Li Zhiqian is a designer, researcher and photography lover in Shanghai, China. In the coronavirus period, he walks around his neighborhood with his camera once every a couple of days. ↓
“100,000 people wearing masks" is a side project of Shanghai based photographer Coca Dai, who also runs a long term project featuring "100,000 people watching mobile phones". As the virus swept the country, masks became the new necessary after mobile phones in the daily life of a Chinese citizen.

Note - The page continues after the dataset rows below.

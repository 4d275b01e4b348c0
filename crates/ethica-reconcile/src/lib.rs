//! # ethica-reconcile
//!
//! Folds partial updates into a held [`Application`] snapshot.
//!
//! [`merge`] is the single entry point for HTTP responses and push events
//! alike. It is pure: the input snapshot is never mutated, and the returned
//! [`Reconciled`] either shares the input (`changed == false`) or carries a
//! new snapshot that still shares every untouched collection with the old
//! one. The [`thread`] helpers apply the same rules to one status's
//! feedback thread, [`optimistic`] tracks in-flight sends, and [`listing`]
//! keeps the paginated application list.
//!
//! [`Application`]: ethica_shared::Application

pub mod entities;
pub mod identity;
pub mod listing;
pub mod merge;
pub mod optimistic;
pub mod thread;

mod error;

pub use error::ReconcileError;
pub use identity::{Identified, Upsert};
pub use listing::ApplicationList;
pub use merge::{merge, Reconciled};
pub use optimistic::{Mutation, MutationState, OptimisticLedger};
use std::time::Duration;

use serde::Serialize;
use tokio::sync::mpsc;

use crate::error::{ClientError, Result};

#[derive(Debug, Clone, Copy, PartialEq, Eq, Serialize)]
#[serde(rename_all = "lowercase")]
pub enum NoticeLevel {
    Info,
    Success,
    Error,
}

/// A transient, non-blocking message for the user.
#[derive(Debug, Clone, PartialEq, Eq, Serialize)]
pub struct Notice {
    pub level: NoticeLevel,
    pub text: String,
    #[serde(with = "ttl_secs")]
    pub ttl: Duration,
}

impl Notice {
    pub fn info(text: impl Into<String>, ttl: Duration) -> Self {
        Self {
            level: NoticeLevel::Info,
            text: text.into(),
            ttl,
        }
    }

    pub fn success(text: impl Into<String>, ttl: Duration) -> Self {
        Self {
            level: NoticeLevel::Success,
            text: text.into(),
            ttl,
        }
    }

    pub fn error(text: impl Into<String>, ttl: Duration) -> Self {
        Self {
            level: NoticeLevel::Error,
            text: text.into(),
            ttl,
        }
    }
}

mod ttl_secs {
    use std::time::Duration;

    use serde::Serializer;

    pub fn serialize<S: Serializer>(ttl: &Duration, serializer: S) -> Result<S::Ok, S::Error> {
        serializer.serialize_u64(ttl.as_secs())
    }
}

/// Where notices are shown.
pub trait NoticeSink: Send + Sync {
    fn notify(&self, notice: Notice) -> Result<()>;
}

/// Writes notices to the log.
#[derive(Debug, Clone, Copy, Default)]
pub struct LogNotices;

impl NoticeSink for LogNotices {
    fn notify(&self, notice: Notice) -> Result<()> {
        match notice.level {
            NoticeLevel::Error => tracing::warn!(text = %notice.text, "Notice"),
            _ => tracing::info!(level = ?notice.level, text = %notice.text, "Notice"),
        }
        Ok(())
    }
}

/// Forwards notices to a UI task over a channel.
#[derive(Debug, Clone)]
pub struct ChannelNotices {
    tx: mpsc::UnboundedSender<Notice>,
}

impl ChannelNotices {
    pub fn new() -> (Self, mpsc::UnboundedReceiver<Notice>) {
        let (tx, rx) = mpsc::unbounded_channel();
        (Self { tx }, rx)
    }
}

impl NoticeSink for ChannelNotices {
    fn notify(&self, notice: Notice) -> Result<()> {
        self.tx.send(notice).map_err(|_| ClientError::NoticeClosed)
    }
}

pub fn emit_notice<N: NoticeSink + ?Sized>(sink: &N, notice: Notice) {
    if let Err(e) = sink.notify(notice) {
        tracing::error!(error = %e, "Failed to surface notice");
    }
}

#[cfg(test)]
mod tests {
    use super::*;

    #[tokio::test]
    async fn test_channel_notices_forward() {
        let (sink, mut rx) = ChannelNotices::new();
        emit_notice(&sink, Notice::success("Saved", Duration::from_secs(3)));
        let notice = rx.recv().await.unwrap();
        assert_eq!(notice.level, NoticeLevel::Success);
        assert_eq!(notice.text, "Saved");
    }

    #[test]
    fn test_closed_channel_reports_error() {
        let (sink, rx) = ChannelNotices::new();
        drop(rx);
        assert!(matches!(
            sink.notify(Notice::info("x", Duration::ZERO)),
            Err(ClientError::NoticeClosed)
        ));
    }

    #[test]
    fn test_notice_serializes_ttl_as_seconds() {
        let json = serde_json::to_value(Notice::error("Send failed", Duration::from_secs(5))).unwrap();
        assert_eq!(json["level"], "error");
        assert_eq!(json["ttl"], 5);
    }
}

Coca Dai is a award-winning photographer living and working in Shanghai. He’s work focuses mainly on the intimacy between family members and the social topics around it. He’s one of the most internationally acclaimed visual artist in China. ↓
“Unutterable” by Liu Xiaoguang. These are a series of pictures from an extremely individualised point of view. The photographer was staying at home in the epicentre Wuhan during the first wave of outbreak, suspecting that he was infected. This is a first-person visual monologue of a time full of unutterable anxiety, stress, and doubt.
Liu Xiaoguang (b.1987) is a photographer from Wuhan. He focuses on taking pictures for families. For him photography is a tool to repossess the bygone years. ↓
↑ “The Ailing City” by Zhao Ming. Cities are moody. Sometimes sad and sometimes happy, most of the time passionate, sensational and full of energy. But these days most of the cites are sick. Shanghai is one of the first that got infected. This is its sickly-look.
Zhao Ming is a voice actor from Shanghai. He also owns a pottery shop named Wan Gallery in Shanghai. He’s been taking pictures of the city ever since he got his first Leica camera in 2005. But the urban scene has never been so grim and gloomy as what you find in the pictures taken during the coronavirus outbreak. His lens is capturing this soundless mood floating around in the emptiness of the city.
“The Emptiness" by Hass Zhang. Empty streets of a metropolis like Shanghai, which accommodates more than 25 million inhabitants was a rare sighting, but now it's the city's everyday. ↓
Hass Zhang (b. 1986) is a Shanghainese photographer living and working in Shanghai. In the past few years, he’s also been travelling around the world documenting the lives of Chinese living abroad. As a local photographer in Shanghai, though, he deconstructs the evolution of time and space from the causes and effects to contemplate the secular nature and belief of humanity.
↑“Halftime" The city of Shanghai is almost back on its track while most of the cities in Europe are still suffering from the same evil virus with infection curves pointing to a hypothetical summit with all kinds of tangents. The pandemic is not concluded but our on-line exhibition is coming to its end halfway into the spring with the other half left for us to hang on to our hope. A big thanks with personal and international distance to all the exhibitors and our co-curator Yao Yao.